Extracted information
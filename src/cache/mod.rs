pub mod api;

use std::collections::HashMap;
use std::future::Future;
use std::sync::Arc;
use std::time::{Duration, Instant};

use serde_json::Value;
use tokio::sync::RwLock;
use tracing::debug;

pub use api::CachedCourseApi;

/// Entity bucket a cached read belongs to.
#[derive(Debug, Clone, Copy, PartialEq, Eq, Hash)]
pub enum CacheBucket {
    Courses,
    CourseSettings,
    Catalogs,
}

impl CacheBucket {
    pub const fn as_str(&self) -> &'static str {
        match self {
            Self::Courses => "courses",
            Self::CourseSettings => "course_settings",
            Self::Catalogs => "catalogs",
        }
    }
}

#[derive(Debug, Clone)]
struct CacheEntry {
    value: Value,
    buckets: Vec<CacheBucket>,
    expires_at: Instant,
}

impl CacheEntry {
    fn is_expired(&self) -> bool {
        Instant::now() >= self.expires_at
    }
}

/// In-memory store of decoded read responses, keyed by request path.
pub struct ReadCache {
    entries: RwLock<HashMap<String, CacheEntry>>,
    ttl: Duration,
}

impl ReadCache {
    pub fn new(ttl: Duration) -> Self {
        Self { entries: RwLock::new(HashMap::new()), ttl }
    }

    pub async fn get(&self, key: &str) -> Option<Value> {
        let entries = self.entries.read().await;
        entries
            .get(key)
            .filter(|entry| !entry.is_expired())
            .map(|entry| entry.value.clone())
    }

    pub async fn set(&self, key: &str, value: Value, buckets: &[CacheBucket]) {
        let entry = CacheEntry {
            value,
            buckets: buckets.to_vec(),
            expires_at: Instant::now() + self.ttl,
        };
        self.entries.write().await.insert(key.to_string(), entry);
    }

    /// Drop every entry tagged with `bucket`. Returns how many were removed.
    pub async fn invalidate(&self, bucket: CacheBucket) -> usize {
        let mut entries = self.entries.write().await;
        let before = entries.len();
        entries.retain(|_, entry| !entry.buckets.contains(&bucket) && !entry.is_expired());
        before - entries.len()
    }

    pub async fn len(&self) -> usize {
        self.entries.read().await.len()
    }

    pub async fn is_empty(&self) -> bool {
        self.entries.read().await.is_empty()
    }
}

/// Wraps a mutating call: success invalidates the named buckets, failure
/// leaves the cache untouched.
#[derive(Clone)]
pub struct InvalidationGate {
    cache: Arc<ReadCache>,
}

impl InvalidationGate {
    pub fn new(cache: Arc<ReadCache>) -> Self {
        Self { cache }
    }

    pub fn cache(&self) -> &Arc<ReadCache> {
        &self.cache
    }

    pub async fn guard<T, E, F>(&self, buckets: &[CacheBucket], call: F) -> Result<T, E>
    where
        F: Future<Output = Result<T, E>>,
    {
        let result = call.await;
        if result.is_ok() {
            for bucket in buckets {
                let removed = self.cache.invalidate(*bucket).await;
                debug!("invalidated {} cached read(s) in {}", removed, bucket.as_str());
            }
        }
        result
    }
}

Work to complete
Retype the whole listing without changing anything.

Result for this task
filename src/cache/mod.rs
pub mod api;

use std::collections::HashMap;
use std::future::Future;
use std::sync::Arc;
use std::time::{Duration, Instant};

use serde_json::Value;
use tokio::sync::RwLock;
use tracing::debug;

pub use api::CachedCourseApi;

/// Entity bucket a cached read belongs to.
#[derive(Debug, Clone, Copy, PartialEq, Eq, Hash)]
pub enum CacheBucket {
    Courses,
    CourseSettings,
    Catalogs,
}

impl CacheBucket {
    pub const fn as_str(&self) -> &'static str {
        match self {
            Self::Courses => "courses",
            Self::CourseSettings => "course_settings",
            Self::Catalogs => "catalogs",
        }
    }
}

#[derive(Debug, Clone)]
struct CacheEntry {
    value: Value,
    buckets: Vec<CacheBucket>,
    expires_at: Instant,
}

impl CacheEntry {
    fn is_expired(&self) -> bool {
        Instant::now() >= self.expires_at
    }
}

/// In-memory store of decoded read responses, keyed by request path.
pub struct ReadCache {
    entries: RwLock<HashMap<String, CacheEntry>>,
    ttl: Duration,
}

impl ReadCache {
    pub fn new(ttl: Duration) -> Self {
        Self { entries: RwLock::new(HashMap::new()), ttl }
    }

    pub async fn get(&self, key: &str) -> Option<Value> {
        let entries = self.entries.read().await;
        entries
            .get(key)
            .filter(|entry| !entry.is_expired())
            .map(|entry| entry.value.clone())
    }

    pub async fn set(&self, key: &str, value: Value, buckets: &[CacheBucket]) {
        let entry = CacheEntry {
            value,
            buckets: buckets.to_vec(),
            expires_at: Instant::now() + self.ttl,
        };
        self.entries.write().await.insert(key.to_string(), entry);
    }

    /// Drop every entry tagged with `bucket`. Returns how many were removed.
    pub async fn invalidate(&self, bucket: CacheBucket) -> usize {
        let mut entries = self.entries.write().await;
        let before = entries.len();
        entries.retain(|_, entry| !entry.buckets.contains(&bucket) && !entry.is_expired());
        before - entries.len()
    }

    pub async fn len(&self) -> usize {
        self.entries.read().await.len()
    }

    pub async fn is_empty(&self) -> bool {
        self.entries.read().await.is_empty()
    }
}

/// Wraps a mutating call: success invalidates the named buckets, failure
/// leaves the cache untouched.
#[derive(Clone)]
pub struct InvalidationGate {
    cache: Arc<ReadCache>,
}

impl InvalidationGate {
    pub fn new(cache: Arc<ReadCache>) -> Self {
        Self { cache }
    }

    pub fn cache(&self) -> &Arc<ReadCache> {
        &self.cache
    }

    pub async fn guard<T, E, F>(&self, buckets: &[CacheBucket], call: F) -> Result<T, E>
    where
        F: Future<Output = Result<T, E>>,
    {
        let result = call.await;
        if result.is_ok() {
            for bucket in buckets {
                let removed = self.cache.invalidate(*bucket).await;
                debug!("invalidated {} cached read(s) in {}", removed, bucket.as_str());
            }
        }
        result
    }
}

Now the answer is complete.